在线性能采集 (Online Profiling)

背景

在线服务部署中，Timeline 性能采集对于定位性能瓶颈至关重要：它能展示时间究竟消耗在主机侧调度、设备侧算子还是通信上。vLLM 通过两个 HTTP 接口 POST /start_profile 与 POST /stop_profile 实现该能力，在每个 worker 上开启/关闭采集，从而无需重启即可在运行中的服务上采集 timeline。

xLLM 提供等价的能力，并通过 --profile_backend 选择两种后端：

torch（默认） —— 通过 libtorch 的 Kineto profiler（即 torch.profiler.profile 的 C++ 等价实现）在进程内采集 CPU 与 CUDA 活动，并在 /stop_profile 时把 Chrome trace 直接写到磁盘。无需任何外部 profiler：正常启动服务、调用这两个接口即可。该方式与 vLLM 默认的 TorchProfilerWrapper 对齐。
cuda —— 仅开关 CUDA profiler 的 capture range（cudaProfilerStart() / cudaProfilerStop()）。

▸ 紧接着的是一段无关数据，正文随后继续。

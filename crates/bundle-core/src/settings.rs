//! Process-level settings for the transfer delegate
//!
//! These are not part of the pipeline `source:`; the binaries fill them from
//! flags or environment variables and fall back to the defaults below.

use crate::error::{Error, Result};
use std::path::PathBuf;
use std::time::Duration;

/// Default number of retries the delegate performs per registry request
pub const DEFAULT_RETRY_COUNT: u32 = 5;

/// Default time the delegate waits for registry response headers
pub const DEFAULT_RESPONSE_HEADER_TIMEOUT: Duration = Duration::from_secs(30);

/// How the transfer delegate is invoked
#[derive(Debug, Clone, PartialEq, Eq)]
pub struct TransferSettings {
    /// Path (or bare name resolved on PATH) of the imgpkg binary
    pub imgpkg: PathBuf,
    pub retry_count: u32,
    pub response_header_timeout: Duration,
}

impl Default for TransferSettings {
    fn default() -> Self {
        Self {
            imgpkg: PathBuf::from("imgpkg"),
            retry_count: DEFAULT_RETRY_COUNT,
            response_header_timeout: DEFAULT_RESPONSE_HEADER_TIMEOUT,
        }
    }
}

/// Parse a duration such as "30s", "2m", "1h 30m", "500ms" or a bare number of seconds
pub fn parse_duration(value: &str) -> Result<Duration> {
    let trimmed = value.trim();
    if !trimmed.is_empty() && trimmed.bytes().all(|b| b.is_ascii_digit()) {
        let secs = trimmed
            .parse()
            .map_err(|_| Error::invalid_setting("duration", value))?;
        return Ok(Duration::from_secs(secs));
    }
    humantime::parse_duration(trimmed)
        .map_err(|e| Error::invalid_setting("duration", format!("{}: {}", value, e)))
}

/// Render a duration the way Go's flag parser expects it
pub fn format_duration(duration: Duration) -> String {
    if duration.subsec_millis() == 0 {
        format!("{}s", duration.as_secs())
    } else {
        format!("{}ms", duration.as_millis())
    }
}

#[cfg(test)]
mod tests {
    use super::*;

    #[test]
    fn test_defaults() {
        let settings = TransferSettings::default();
        assert_eq!(settings.retry_count, 5);
        assert_eq!(settings.response_header_timeout, Duration::from_secs(30));
        assert_eq!(settings.imgpkg, PathBuf::from("imgpkg"));
    }

    #[test]
    fn test_parse_duration() {
        assert_eq!(parse_duration("30s").unwrap(), Duration::from_secs(30));
        assert_eq!(parse_duration("45").unwrap(), Duration::from_secs(45));
        assert_eq!(parse_duration("2m").unwrap(), Duration::from_secs(120));
        assert_eq!(parse_duration("1h").unwrap(), Duration::from_secs(3600));
        assert_eq!(parse_duration("250ms").unwrap(), Duration::from_millis(250));
        assert_eq!(parse_duration(" 10s ").unwrap(), Duration::from_secs(10));
        assert_eq!(parse_duration("1h 30m").unwrap(), Duration::from_secs(5400));
    }

    #[test]
    fn test_parse_duration_invalid() {
        assert!(parse_duration("").is_err());
        assert!(parse_duration("s").is_err());
        assert!(parse_duration("10x").is_err());
        assert!(parse_duration("soon").is_err());
    }

    #[test]
    fn test_format_duration() {
        assert_eq!(format_duration(Duration::from_secs(30)), "30s");
        assert_eq!(format_duration(Duration::from_millis(1500)), "1500ms");
    }
}
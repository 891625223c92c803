//! Fetch a bundle version into the destination directory

use bundle_resource::cli::InArgs;
use bundle_resource::{commands, init_tracing, report};
use clap::Parser;
use std::process::ExitCode;

#[tokio::main(flavor = "current_thread")]
async fn main() -> ExitCode {
    let args = InArgs::parse();
    init_tracing(args.log.verbose, args.log.quiet);

    report(commands::fetch::run(&args, std::io::stdin().lock(), std::io::stdout().lock()).await)
}
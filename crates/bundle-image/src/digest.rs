//! Digest resolution: cheap probe first, full manifest fetch as fallback

use crate::error::RegistryResult;
use crate::reference::Reference;
use crate::registry::Registry;
use tracing::debug;

/// Resolve the current digest of a tag or digest reference
///
/// Returns `Ok(None)` when the reference does not exist, which is expected
/// for tags deleted between listing and resolution. Not every registry
/// answers a `HEAD` for every reference type, so any other probe failure
/// falls back to a full `GET`; only a failure of that fallback is an error.
pub async fn head_or_get<R>(registry: &R, reference: &Reference) -> RegistryResult<Option<String>>
where
    R: Registry + ?Sized,
{
    let probe_err = match registry.head_manifest(reference).await {
        Ok(descriptor) => return Ok(Some(descriptor.digest)),
        Err(err) if err.is_not_found() => {
            debug!("Reference not found: {}", reference);
            return Ok(None);
        }
        Err(err) => err,
    };

    debug!(
        "Manifest probe failed for {} ({}), falling back to full fetch",
        reference, probe_err
    );

    match registry.get_manifest(reference).await {
        Ok(descriptor) => Ok(Some(descriptor.digest)),
        Err(err) if err.is_not_found() => {
            debug!("Reference not found: {}", reference);
            Ok(None)
        }
        Err(err) => Err(err),
    }
}
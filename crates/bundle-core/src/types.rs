//! Pipeline protocol payloads
//!
//! Every object rejects unknown fields: a typo in a pipeline's `source:`
//! block fails the step instead of being silently ignored.

use serde::{Deserialize, Serialize};
use std::fmt;

/// Tag used when neither the publish params nor the source pin one
pub const DEFAULT_TAG: &str = "latest";

/// Repository location and access configuration, immutable per invocation
#[derive(Debug, Clone, Default, PartialEq, Eq, Serialize, Deserialize)]
#[serde(deny_unknown_fields)]
pub struct Source {
    /// Repository name, e.g. "registry.example.com/team/bundle"
    pub repository: String,

    /// Fixed tag to track instead of the whole repository
    #[serde(default, skip_serializing_if = "Option::is_none")]
    pub tag: Option<String>,

    /// Prerelease inclusion flag (accepted for compatibility)
    #[serde(default)]
    pub prereleases: bool,

    #[serde(default, skip_serializing_if = "Option::is_none")]
    pub username: Option<String>,

    #[serde(default, skip_serializing_if = "Option::is_none")]
    pub password: Option<String>,

    /// Allow plaintext HTTP to the registry
    #[serde(default)]
    pub insecure: bool,

    /// Additional trusted certificate authorities, PEM encoded
    #[serde(default, skip_serializing_if = "Vec::is_empty")]
    pub ca_certs: Vec<String>,
}

impl Source {
    /// Create a source for a repository with every other option at its default
    pub fn new(repository: impl Into<String>) -> Self {
        Self {
            repository: repository.into(),
            ..Default::default()
        }
    }

    /// Pin the source to a fixed tag
    pub fn with_tag(mut self, tag: impl Into<String>) -> Self {
        self.tag = Some(tag.into());
        self
    }

    /// The fixed tag, treating an empty string the same as an absent one
    pub fn fixed_tag(&self) -> Option<&str> {
        self.tag.as_deref().filter(|t| !t.is_empty())
    }

    /// Basic-auth credentials, only when both halves are non-empty
    pub fn credentials(&self) -> Option<(&str, &str)> {
        match (self.username.as_deref(), self.password.as_deref()) {
            (Some(user), Some(pass)) if !user.is_empty() && !pass.is_empty() => Some((user, pass)),
            _ => None,
        }
    }
}

/// One resolvable state of the repository
#[derive(Debug, Clone, PartialEq, Eq, Hash, Serialize, Deserialize)]
#[serde(deny_unknown_fields)]
pub struct Version {
    pub tag: String,
    pub digest: String,
}

impl Version {
    pub fn new(tag: impl Into<String>, digest: impl Into<String>) -> Self {
        Self {
            tag: tag.into(),
            digest: digest.into(),
        }
    }
}

impl fmt::Display for Version {
    fn fmt(&self, f: &mut fmt::Formatter<'_>) -> fmt::Result {
        write!(f, "{}@{}", self.tag, self.digest)
    }
}

#[derive(Debug, Clone, PartialEq, Eq, Serialize, Deserialize)]
#[serde(deny_unknown_fields)]
pub struct CheckRequest {
    pub source: Source,
    #[serde(default)]
    pub version: Option<Version>,
}

/// Ordered list of versions, oldest first
pub type CheckResponse = Vec<Version>;

#[derive(Debug, Clone, PartialEq, Eq, Serialize, Deserialize)]
#[serde(deny_unknown_fields)]
pub struct InRequest {
    pub source: Source,
    #[serde(default)]
    pub params: InParams,
    pub version: Version,
}

/// The fetch step takes no parameters
#[derive(Debug, Clone, Default, PartialEq, Eq, Serialize, Deserialize)]
#[serde(deny_unknown_fields)]
pub struct InParams {}

#[derive(Debug, Clone, PartialEq, Eq, Serialize, Deserialize)]
pub struct InResponse {
    pub version: Version,
}

#[derive(Debug, Clone, PartialEq, Eq, Serialize, Deserialize)]
#[serde(deny_unknown_fields)]
pub struct OutRequest {
    pub source: Source,
    pub params: OutParams,
}

impl OutRequest {
    /// Tag to publish under: params, then source, then [`DEFAULT_TAG`]
    pub fn push_tag(&self) -> &str {
        self.params
            .tag
            .as_deref()
            .filter(|t| !t.is_empty())
            .or_else(|| self.source.fixed_tag())
            .unwrap_or(DEFAULT_TAG)
    }
}

#[derive(Debug, Clone, Default, PartialEq, Eq, Serialize, Deserialize)]
#[serde(deny_unknown_fields)]
pub struct OutParams {
    #[serde(default, skip_serializing_if = "Option::is_none")]
    pub tag: Option<String>,
    /// Bundle location relative to the step's working directory
    #[serde(default)]
    pub path: String,
}

#[derive(Debug, Clone, PartialEq, Eq, Serialize, Deserialize)]
pub struct OutResponse {
    pub version: Version,
}
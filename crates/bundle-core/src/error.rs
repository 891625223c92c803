//! Error types for bundle-core

use thiserror::Error;

/// Result type alias using bundle-core's Error type
pub type Result<T> = std::result::Result<T, Error>;

/// Configuration errors shared by every crate in the workspace
#[derive(Error, Debug)]
pub enum Error {
    /// Repository name could not be parsed
    #[error("Invalid repository '{name}': {reason}")]
    InvalidRepository { name: String, reason: String },

    /// Image reference (repository plus tag or digest) could not be parsed
    #[error("Invalid reference '{reference}': {reason}")]
    InvalidReference { reference: String, reason: String },

    /// Custom certificate authority text is not usable PEM
    #[error("Failed to append registry certificate: {reason}")]
    InvalidCertificate { reason: String },

    /// Missing required field
    #[error("Missing required field: {field}")]
    MissingField { field: String },

    /// Setting value could not be parsed
    #[error("Invalid value for {name}: {value}")]
    InvalidSetting { name: String, value: String },

    /// JSON parsing error
    #[error("JSON parsing error: {0}")]
    JsonParse(#[from] serde_json::Error),

    /// IO error
    #[error("IO error: {0}")]
    Io(#[from] std::io::Error),
}

impl Error {
    /// Create an invalid repository error
    pub fn invalid_repository(name: impl Into<String>, reason: impl Into<String>) -> Self {
        Self::InvalidRepository {
            name: name.into(),
            reason: reason.into(),
        }
    }

    /// Create an invalid reference error
    pub fn invalid_reference(reference: impl Into<String>, reason: impl Into<String>) -> Self {
        Self::InvalidReference {
            reference: reference.into(),
            reason: reason.into(),
        }
    }

    /// Create an invalid certificate error
    pub fn invalid_certificate(reason: impl Into<String>) -> Self {
        Self::InvalidCertificate {
            reason: reason.into(),
        }
    }

    /// Create a missing field error
    pub fn missing_field(field: impl Into<String>) -> Self {
        Self::MissingField {
            field: field.into(),
        }
    }

    /// Create an invalid setting error
    pub fn invalid_setting(name: impl Into<String>, value: impl Into<String>) -> Self {
        Self::InvalidSetting {
            name: name.into(),
            value: value.into(),
        }
    }
}
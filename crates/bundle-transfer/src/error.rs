//! Error types for bundle transfers

use std::process::ExitStatus;
use thiserror::Error;

/// Failures of a single imgpkg invocation
#[derive(Error, Debug)]
pub enum DelegateError {
    /// The imgpkg binary could not be located
    #[error("imgpkg binary '{program}' not found")]
    NotFound {
        program: String,
        #[source]
        source: which::Error,
    },

    /// The child process could not be started
    #[error("failed to start {program}")]
    Spawn {
        program: String,
        #[source]
        source: std::io::Error,
    },

    /// imgpkg ran but reported failure
    #[error("imgpkg {action} failed with {status}")]
    NonZeroExit {
        action: &'static str,
        status: ExitStatus,
    },

    /// A push finished without a `Pushed '<reference>'` line
    #[error("failed to parse image digest from output")]
    DigestNotReported,

    /// The pushed reference printed by imgpkg is not a digest reference
    #[error("invalid pushed reference '{reference}'")]
    InvalidPushedReference {
        reference: String,
        #[source]
        source: bundle_core::Error,
    },

    #[error("IO error: {0}")]
    Io(#[from] std::io::Error),
}

/// Failures of a whole fetch or publish, labelled with the phase that failed
#[derive(Error, Debug)]
pub enum TransferError {
    #[error("write CA certificates")]
    WriteCaCerts(#[source] std::io::Error),

    #[error("pull bundle")]
    Pull(#[source] DelegateError),

    #[error("save version info")]
    SaveVersionInfo(#[source] std::io::Error),

    #[error("push bundle")]
    Push(#[source] DelegateError),

    /// Malformed request: bad repository or tag, missing params.path
    #[error(transparent)]
    Config(#[from] bundle_core::Error),
}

它本身不记录任何内容，必须与 NVIDIA Nsight Systems（nsys）配合使用：服务在 nsys profile 下启动，并将 capture range 绑定到 CUDA Profiler API，这两个接口负责开启/关闭 nsys 实际记录的窗口。

两种后端目前均仅支持 CUDA，其他芯片后续支持。

原理介绍

整体调用链复用了已有的 sleep/wakeup 广播路径：

HTTP POST /start_profile
   -> APIService::StartProfileHttp        (xllm/api_service)
   -> Master::start_profile               (xllm/core/distributed_runtime)
   -> Engine::start_profile               (广播到所有 worker)
        -> WorkerClient::start_profile_async   (进程内本地 worker)
        -> RemoteWorker::start_profile_async   (通过 brpc 的远程 worker)
             -> WorkerService::StartProfile     (worker 服务端处理)
        -> WorkerImpl::start_profile
             -> TorchProfiler::start            (Kineto，默认)
                或 CudaProfiler::start          (cudaProfilerStart，--profile_backend=cuda)

Engine 会将请求并发广播到每个 worker，并等待全部确认。由于 xLLM 在单进程内为每个设备运行一个 worker 线程，而 Kineto/CUPTI 是进程级的，因此每个 profiler 都被封装为进程级、幂等的单例：首次 start 会为整个进程开启采集窗口，重复或并发的 start/stop 调用会被合并处理。/stop_profile 会关闭采集窗口。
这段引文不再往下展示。